Sally: Technology is king right now. Despite the horrific situation, L&D has pivoted quickly. Moving online means you can continue to upskill staff. Tech is also great for wellbeing, surveys of engagement, webinars. We can use tech more effectively than we did before and HR pros should run with that.
How do you manage culture-shifting with lots of people WFH?
Sally: Trust is the biggest issue. With any policy put in place, there needs to be a framework. Whether that’s set hours or days that people are working, they like a sense of structure and belonging.
It's also about measuring people on output. Decide as an organisation what that is and then allow people to work in that framework the best way they can.
Rachel: It’s important to recognise the environment. Facebook, for example, gave everyone a Friday off just because it’s been difficult. I’ve had clients stall quarterly performance reviews, saying they’ll push them back to just the end of the year because they’re stressful. It’s about recognising the environment and pivoting HR policies.

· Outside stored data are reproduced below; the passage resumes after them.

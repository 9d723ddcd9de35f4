use adw::Application;
use adw::prelude::*;
use std::future::Future;
use std::rc::Rc;

use agenda_gtk::api::ApiClient;
use agenda_gtk::config::AppConfig;
use agenda_gtk::utils::spawn_local;
use agenda_gtk::ContactClient;

use crate::ui::contact_panel::RowAction;
use crate::ui::gtk_view::GtkContactView;

type Client = ContactClient<GtkContactView>;

/// Turn a client operation into a widget callback. Holds the client weakly
/// so the window can be closed and rebuilt.
fn bind<F, Fut>(client: &Rc<Client>, op: F) -> impl Fn() + 'static
where
    F: Fn(Rc<Client>) -> Fut + 'static,
    Fut: Future<Output = ()> + 'static,
{
    let weak = Rc::downgrade(client);
    move || {
        if let Some(client) = weak.upgrade() {
            spawn_local(op(client));
        }
    }
}

pub fn show_main_window(app: &Application, config: AppConfig) {
    let window = adw::ApplicationWindow::builder()
        .application(app)
        .title("Agenda")
        .default_width(1100)
        .default_height(700)
        .build();

    let overlay = adw::ToastOverlay::new();
    let view = GtkContactView::new(&window);

    let split = gtk4::Paned::new(gtk4::Orientation::Horizontal);
    split.set_start_child(Some(&view.contacts.widget()));
    split.set_end_child(Some(&view.chat.widget()));
    split.set_position(560);
    overlay.set_child(Some(&split));

    let container = gtk4::Box::new(gtk4::Orientation::Vertical, 0);
    let header = adw::HeaderBar::new();
    let titles = gtk4::Box::new(gtk4::Orientation::Vertical, 0);
    let title = gtk4::Label::new(Some("Agenda"));
    title.add_css_class("title");
    let status = gtk4::Label::new(Some(config.api_url.as_str()));
    status.add_css_class("dim-label");
    titles.append(&title);
    titles.append(&status);
    header.set_title_widget(Some(&titles));

    let settings_btn = gtk4::Button::with_label("Servidor");
    header.pack_end(&settings_btn);
    container.append(&header);
    container.append(&overlay);
    window.set_content(Some(&container));
    window.present();

    {
        let app = app.clone();
        let window = window.clone();
        let config = config.clone();
        settings_btn.connect_clicked(move |_| {
            crate::ui::settings::show_settings_window(&app, &window, config.clone());
        });
    }

    let api = match ApiClient::from_config(&config) {
        Ok(api) => api,
        Err(e) => {
            log::error!("Invalid API URL {}: {e}", config.api_url);
            status.set_label("URL de la API no válida");
            overlay.add_toast(adw::Toast::new(&format!("URL de la API no válida: {e}")));
            return;
        }
    };
    let client = Rc::new(ContactClient::new(api, view));
    wire_contacts(&client);
    wire_chat(&client);

    // The window owns the client; widget callbacks only hold it weakly.
    {
        let client = client.clone();
        window.connect_destroy(move |_| {
            log::debug!("Main window for {} closed", client.api().base_url());
        });
    }

    let load = bind(&client, |c| async move { c.list_contacts().await });
    load();

    let overlay_for_ping = overlay.clone();
    let ping = bind(&client, move |c| {
        let status = status.clone();
        let overlay = overlay_for_ping.clone();
        async move {
            match c.check_server().await {
                Ok(message) if !message.is_empty() => status.set_label(&message),
                Ok(_) => status.set_label("Conectado"),
                Err(e) => {
                    log::warn!("API root unreachable: {e}");
                    status.set_label("Sin conexión con la API");
                    let text = format!("No se pudo conectar con la API: {e}");
                    overlay.add_toast(adw::Toast::new(&text));
                }
            }
        }
    });
    ping();
}

fn wire_contacts(client: &Rc<Client>) {
    let panel = &client.view().contacts;

    let save = bind(client, |c| async move {
        let form = c.view().contacts.read_form();
        c.save_contact(form).await;
    });
    panel.save_btn.connect_clicked(move |_| save());

    {
        let weak = Rc::downgrade(client);
        panel.clear_btn.connect_clicked(move |_| {
            if let Some(c) = weak.upgrade() {
                c.clear_form();
            }
        });
    }

    let search: Rc<dyn Fn()> = Rc::new(bind(client, |c| async move {
        let id = c.view().contacts.search_text();
        c.search_contact(&id).await;
    }));
    {
        let search = search.clone();
        panel.search_btn.connect_clicked(move |_| (search)());
    }
    {
        let search = search.clone();
        panel.search_entry.connect_activate(move |_| (search)());
    }

    let reset = bind(client, |c| async move { c.list_contacts().await });
    panel.reset_btn.connect_clicked(move |_| reset());

    let weak = Rc::downgrade(client);
    panel.set_row_handler(Rc::new(move |action| {
        let Some(c) = weak.upgrade() else { return };
        spawn_local(async move {
            match action {
                RowAction::Edit(id) => c.edit_contact(&id).await,
                RowAction::Delete(id) => c.delete_contact(&id).await,
            }
        });
    }));
}

fn wire_chat(client: &Rc<Client>) {
    let chat = &client.view().chat;
    let send: Rc<dyn Fn()> = Rc::new(bind(client, |c| async move {
        let prompt = c.view().chat.prompt();
        c.send_chat_message(&prompt).await;
    }));
    {
        let send = send.clone();
        chat.send_btn.connect_clicked(move |_| (send)());
    }
    {
        let send = send.clone();
        let send_btn = chat.send_btn.clone();
        chat.entry.connect_activate(move |_| {
            // Enter must not bypass the disabled button while a reply is pending.
            if send_btn.is_sensitive() {
                (send)();
            }
        });
    }
}
use reqwest::Client as HttpClient;
use reqwest::{Response, StatusCode};
use serde::de::DeserializeOwned;
use serde_json::Value;
use std::future::Future;
use std::time::Duration;
use url::Url;

use crate::api::error::{ApiError, ApiResult};
use crate::api::models::{ChatRequest, Contact, ServerInfo};
use crate::config::AppConfig;

const CONTACTS: &str = "contactos";
const CHAT: &str = "chat";

/// HTTP client for the contacts and assistant API.
///
/// Every request runs on the shared tokio runtime, so the returned futures
/// can be awaited from the GTK main context as well as from tests.
#[derive(Clone)]
pub struct ApiClient {
    http: HttpClient,
    base: Url,
}

impl ApiClient {
    pub fn new(base_url: &str) -> ApiResult<Self> {
        Self::build(base_url, None)
    }

    pub fn from_config(config: &AppConfig) -> ApiResult<Self> {
        Self::build(&config.api_url, config.timeout())
    }

    fn build(base_url: &str, timeout: Option<Duration>) -> ApiResult<Self> {
        let base = Url::parse(base_url.trim())?;
        if base.cannot_be_a_base() {
            return Err(ApiError::InvalidBase(base_url.to_string()));
        }
        let mut builder = HttpClient::builder();
        if let Some(t) = timeout {
            builder = builder.timeout(t);
        }
        Ok(Self {
            http: builder.build()?,
            base,
        })
    }

    pub fn base_url(&self) -> &Url {
        &self.base
    }

    /// Append path segments to the base URL, percent-encoding each one.
    fn endpoint(&self, segments: &[&str]) -> ApiResult<Url> {
        let mut url = self.base.clone();
        url.path_segments_mut()
            .map_err(|_| ApiError::InvalidBase(self.base.to_string()))?
            .pop_if_empty()
            .extend(segments);
        Ok(url)
    }

    /// Reach the API root and return its welcome message.
    pub async fn ping(&self) -> ApiResult<String> {
        let req = self.http.get(self.base.clone());
        run(async move {
            let resp = expect_success(req.send().await?, "/")?;
            let info: ServerInfo = decode(resp).await?;
            Ok(info.message)
        })
        .await
    }

    pub async fn list_contacts(&self) -> ApiResult<Vec<Contact>> {
        let req = self.http.get(self.endpoint(&[CONTACTS])?);
        run(async move {
            let resp = expect_success(req.send().await?, CONTACTS)?;
            decode(resp).await
        })
        .await
    }

    /// Fetch one contact. A 404 comes back as [`ApiError::NotFound`].
    pub async fn get_contact(&self, id: &str) -> ApiResult<Contact> {
        let req = self.http.get(self.endpoint(&[CONTACTS, id])?);
        let what = format!("contacto {id}");
        run(async move {
            let resp = expect_success(req.send().await?, &what)?;
            decode(resp).await
        })
        .await
    }

    /// Create a contact. Returns the stored record when the server echoes one.
    pub async fn create_contact(&self, contact: &Contact) -> ApiResult<Option<Contact>> {
        let req = self.http.post(self.endpoint(&[CONTACTS])?).json(contact);
        run(async move {
            let resp = expect_success(req.send().await?, CONTACTS)?;
            Ok(decode(resp).await.ok())
        })
        .await
    }

    pub async fn update_contact(&self, id: &str, contact: &Contact) -> ApiResult<Option<Contact>> {
        let req = self.http.put(self.endpoint(&[CONTACTS, id])?).json(contact);
        let what = format!("contacto {id}");
        run(async move {
            let resp = expect_success(req.send().await?, &what)?;
            Ok(decode(resp).await.ok())
        })
        .await
    }

    pub async fn delete_contact(&self, id: &str) -> ApiResult<()> {
        let req = self.http.delete(self.endpoint(&[CONTACTS, id])?);
        let what = format!("contacto {id}");
        run(async move {
            expect_success(req.send().await?, &what)?;
            Ok(())
        })
        .await
    }

    /// Relay a prompt to the assistant.
    ///
    /// The status code is not checked: error bodies are JSON too and get
    /// shown to the user as they are. Only a body that is not JSON fails.
    pub async fn chat(&self, prompt: &str) -> ApiResult<Value> {
        let req = self
            .http
            .post(self.endpoint(&[CHAT])?)
            .json(&ChatRequest { prompt });
        run(async move {
            let resp = req.send().await?;
            if !resp.status().is_success() {
                log::warn!("Assistant answered HTTP {}", resp.status());
            }
            decode(resp).await
        })
        .await
    }
}

async fn run<T, F>(fut: F) -> ApiResult<T>
where
    T: Send + 'static,
    F: Future<Output = ApiResult<T>> + Send + 'static,
{
    crate::utils::offload(fut).await?
}

fn expect_success(resp: Response, what: &str) -> ApiResult<Response> {
    let status = resp.status();
    log::debug!("{} {} -> {}", what, resp.url(), status);
    if status == StatusCode::NOT_FOUND {
        return Err(ApiError::NotFound(what.to_string()));
    }
    if !status.is_success() {
        return Err(ApiError::Status(status));
    }
    Ok(resp)
}

async fn decode<T: DeserializeOwned>(resp: Response) -> ApiResult<T> {
    let bytes = resp.bytes().await?;
    Ok(serde_json::from_slice(&bytes)?)
}

#[cfg(test)]
mod tests {
    use super::*;

    #[test]
    fn endpoints_extend_the_base_path() {
        let api = ApiClient::new("http://127.0.0.1:8000").unwrap();
        assert_eq!(
            api.endpoint(&[CONTACTS]).unwrap().as_str(),
            "http://127.0.0.1:8000/contactos"
        );
        assert_eq!(
            api.endpoint(&[CONTACTS, "12"]).unwrap().as_str(),
            "http://127.0.0.1:8000/contactos/12"
        );

        let nested = ApiClient::new("https://example.org/agenda/").unwrap();
        assert_eq!(
            nested.endpoint(&[CHAT]).unwrap().as_str(),
            "https://example.org/agenda/chat"
        );
    }

    #[test]
    fn ids_are_encoded_as_one_segment() {
        let api = ApiClient::new("http://localhost:8000").unwrap();
        let url = api.endpoint(&[CONTACTS, "1/2 3"]).unwrap();
        assert_eq!(url.path(), "/contactos/1%2F2%203");
    }

    #[test]
    fn rejects_unusable_base_urls() {
        assert!(matches!(
            ApiClient::new("not a url"),
            Err(ApiError::InvalidUrl(_))
        ));
        assert!(matches!(
            ApiClient::new("mailto:agenda@example.org"),
            Err(ApiError::InvalidBase(_))
        ));
    }
}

How do you deal with people's fear of coming back to the office?
Sally: There are guidelines with social distancing and risk assessments to manage the return. But it’s also understanding fear and investing in staff where you can. I have some clients who can pay for their staff to get taxis so they don’t have to rely on public transport but not everyone can do that.
I listen to Kevin Gaskell, he’s a turn-around guru. He turns businesses around by taking the vision and breaking it down into manageable chunks. For example 100 day plans, or even further. That way every success, every milestone is communicated.
How do you think the role of the HR will change post-COVID?
Sally: HR needs to understand business revenue, bottom line and the customer. There is a real opportunity for HR pros to step-ups and be confident and open and honest with opinions. Take on the responsibility to understand commercials of the business and the economics of how the business may change. When HR understands the bottom line, they have more impact and bring about more confidence in leaders and staff.
What are the key skills to improve yourself in HR?
Sally: One of the great things about not commuting means I can read and learn more. Read the Harvard Business Review, look at Quartz. Mckinsey reports and try listening to podcasts to keep learning and ask your network if you have questions.
Rachel: I’d always recommend joining or building a network of other pros. Having like-minded people in your industry can give you real-time direct competitor analysis. Which does help when you're justifying initiatives.
You also need to practice what you preach. Take the advice you’re giving. Take time to learn for yourself, either work-related or just something you enjoy. I did the CIPD qualification and that taught me how to communicate and form an argument. This meant I’m much better at persuading people around change.
Just take some time for yourself as well. HR has been hard, this is our time. It’s such a polarised situation. Now it’s about organising priority and focusing on what matters.
This period, whilst exhausting, has opened up the opportunity for HR professionals to show the value they add to businesses. Be creative with your ideas and solidify your seat at the management table.